From the outset, de Beauvoir presents us with a crucial point of view that;

“one is not born, but rather becomes, a woman”

This is an important key to reading The Second Sex and it in itself reveals a deep complexity to the female experience.

Where we refer to the ‘human’ or ‘man’ there is a general acceptance that the term refers to the whole of humanity. Yet where we speak of ‘woman’ there begins an automatic tendency towards separation in our thinking. The idea of, or experience of woman is set apart and divided from the whole human.

This subtle shift in thinking may barely register upon our conscious minds but the implications of it are profound because from the outset of any discussion regarding her experience ‘woman’ has acquired a position of separation from ‘human’ and according to de Beauvoir, she becomes ‘Other’.

“The advantage man enjoys and which manifest itself from childhood onwards is that his vocation as a human being in no way contradicts his destiny as male […] However, for a woman to accomplish her femininity she is required to be object and prey; […] Renouncing her femininity means renouncing part of her humanity”
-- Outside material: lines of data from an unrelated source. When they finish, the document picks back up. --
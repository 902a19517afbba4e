//! Centered header over a thin rule; narrow left column for skills, education
//! and certifications, wide right column for experience and projects.

use crate::models::profile::ResumeProfile;
use crate::templates::document::{
    Align, Block, Column, DocSection, Entry, Header, HeaderRule, Palette, RenderedDocument, Rgb,
};
use crate::templates::{
    bullet_lines, contact_items, date_range, joined, muted, non_empty_items, present,
    present_opt, push_opt, strong, text, TemplateSelection,
};

pub const PALETTE: Palette = Palette {
    background: Rgb(255, 255, 255),
    heading: Rgb(17, 24, 39),
    text: Rgb(55, 65, 81),
    muted: Rgb(107, 114, 128),
    accent: Rgb(75, 85, 99),
};

pub fn render(profile: &ResumeProfile, selection: TemplateSelection) -> RenderedDocument {
    let info = &profile.personal_info;

    let mut header = Vec::new();
    push_opt(&mut header, present(&info.full_name).map(str::to_string), |text| {
        Block::Title { text }
    });
    push_opt(&mut header, present_opt(&info.title).map(str::to_string), |text| {
        Block::Subtitle { text }
    });
    let contacts = contact_items(info, true);
    if !contacts.is_empty() {
        header.push(Block::Inline { items: contacts });
    }
    push_opt(&mut header, present_opt(&info.bio).map(str::to_string), text);

    let mut left = Vec::new();
    if !profile.skills.is_empty() {
        let groups = [
            ("Technical", &profile.skills.technical),
            ("Soft Skills", &profile.skills.soft),
            ("Languages", &profile.skills.languages),
        ];
        let entries = groups
            .into_iter()
            .filter(|(_, items)| !items.is_empty())
            .map(|(label, items)| Entry {
                blocks: vec![Block::Tags {
                    label: Some(label.to_string()),
                    items: non_empty_items(items),
                }],
            })
            .collect();
        left.push(DocSection {
            heading: "Skills".to_string(),
            entries,
        });
    }
    if !profile.education.is_empty() {
        let entries = profile
            .education
            .iter()
            .map(|e| {
                let mut blocks = Vec::new();
                push_opt(&mut blocks, present(&e.institution).map(str::to_string), strong);
                push_opt(
                    &mut blocks,
                    joined(&[e.degree.as_str(), e.field_of_study.as_str()], " in "),
                    text,
                );
                push_opt(&mut blocks, date_range(&e.start_date, &e.end_date), muted);
                push_opt(
                    &mut blocks,
                    present_opt(&e.grade).map(|g| format!("GPA: {g}")),
                    muted,
                );
                Entry { blocks }
            })
            .collect();
        left.push(DocSection {
            heading: "Education".to_string(),
            entries,
        });
    }
    if !profile.certifications.is_empty() {
        let entries = profile
            .certifications
            .iter()
            .map(|c| {
                let mut blocks = Vec::new();
                push_opt(&mut blocks, present(&c.name).map(str::to_string), strong);
                push_opt(&mut blocks, present(&c.issuer).map(str::to_string), text);
                push_opt(&mut blocks, present(&c.date).map(str::to_string), muted);
                if let Some(href) = present_opt(&c.link) {
                    blocks.push(Block::Link {
                        label: "View Credential".to_string(),
                        href: href.to_string(),
                    });
                }
                Entry { blocks }
            })
            .collect();
        left.push(DocSection {
            heading: "Certifications".to_string(),
            entries,
        });
    }

    let mut right = Vec::new();
    if !profile.experience.is_empty() {
        let entries = profile
            .experience
            .iter()
            .map(|e| {
                let mut blocks = Vec::new();
                push_opt(&mut blocks, present(&e.role).map(str::to_string), strong);
                push_opt(&mut blocks, present(&e.organization).map(str::to_string), text);
                let dates = date_range(&e.start_date, &e.end_date).unwrap_or_default();
                push_opt(&mut blocks, joined(&[dates.as_str(), e.location.as_str()], " | "), muted);
                let bullets = bullet_lines(&e.description);
                if !bullets.is_empty() {
                    blocks.push(Block::Bullets { items: bullets });
                }
                Entry { blocks }
            })
            .collect();
        right.push(DocSection {
            heading: "Professional Experience".to_string(),
            entries,
        });
    }
    if !profile.projects.is_empty() {
        let entries = profile
            .projects
            .iter()
            .map(|p| {
                let mut blocks = Vec::new();
                push_opt(&mut blocks, present(&p.name).map(str::to_string), strong);
                push_opt(&mut blocks, present(&p.description).map(str::to_string), text);
                let tags = non_empty_items(&p.technologies);
                if !tags.is_empty() {
                    blocks.push(Block::Tags {
                        label: None,
                        items: tags,
                    });
                }
                if let Some(href) = present_opt(&p.link) {
                    blocks.push(Block::Link {
                        label: "View Project".to_string(),
                        href: href.to_string(),
                    });
                }
                Entry { blocks }
            })
            .collect();
        right.push(DocSection {
            heading: "Projects".to_string(),
            entries,
        });
    }

    RenderedDocument {
        selection,
        palette: PALETTE,
        header: Header {
            align: Align::Center,
            rule: HeaderRule::Thin,
            blocks: header,
        },
        columns: vec![
            Column {
                span: 4,
                sections: left,
            },
            Column {
                span: 8,
                sections: right,
            },
        ],
    }
}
De Beauvoir presents many ways in which the problems manifest themselves from early girlhood through schooling into adolescence, further education and on into the adult world full of its professions, relationships and family life. However, the main resulting scenario that de Beauvoir presents is that by attempting to be both herself and be feminine, the woman has had to divide her focus between the expectations or hopes of her personal destiny with those of her pre-determined role as a woman, a role which was not set or defined by her.

“The man obeys an imperious necessity: the woman must constantly renew her decision”

It becomes disturbing to consider that nearly half of the human population maybe experiencing separation at such a fundamental level. If we think of how many scientists, engineers, artists, leaders and politicians have potentially not ‘gone for’ their talent or reached for their truest potential the sense of loss for the whole becomes absurd.

“This is the fundamental characteristic of woman: she is the Other at the heart of a whole whose two components are necessary to each other.”

The defeat of this general Otherness becomes not only imperative for women’s development but equally for that of men. The masculine principle needs the feminine principle to be whole within the world in order that it too may know the true potential of its own nature.

Imagine, what tragic piano playing would it be if the left hand thought itself as merely an ornament to the efforts of the right? Or, if the right hand were to become so used to the prominence of its own tune so as to never hear the sound of its balance, it could not know the inherent harmony of its own melody.

In the ancient Chinese Yin-Yang symbol whilst Yin and Yang are distinct, both are formed by each other and with each other held within their centres.

“…it is up to man to make the reign of freedom triumph; to carry off this supreme victory, men and women must among other things and above and beyond their natural differentiations, unequivocally affirm their brotherhood.”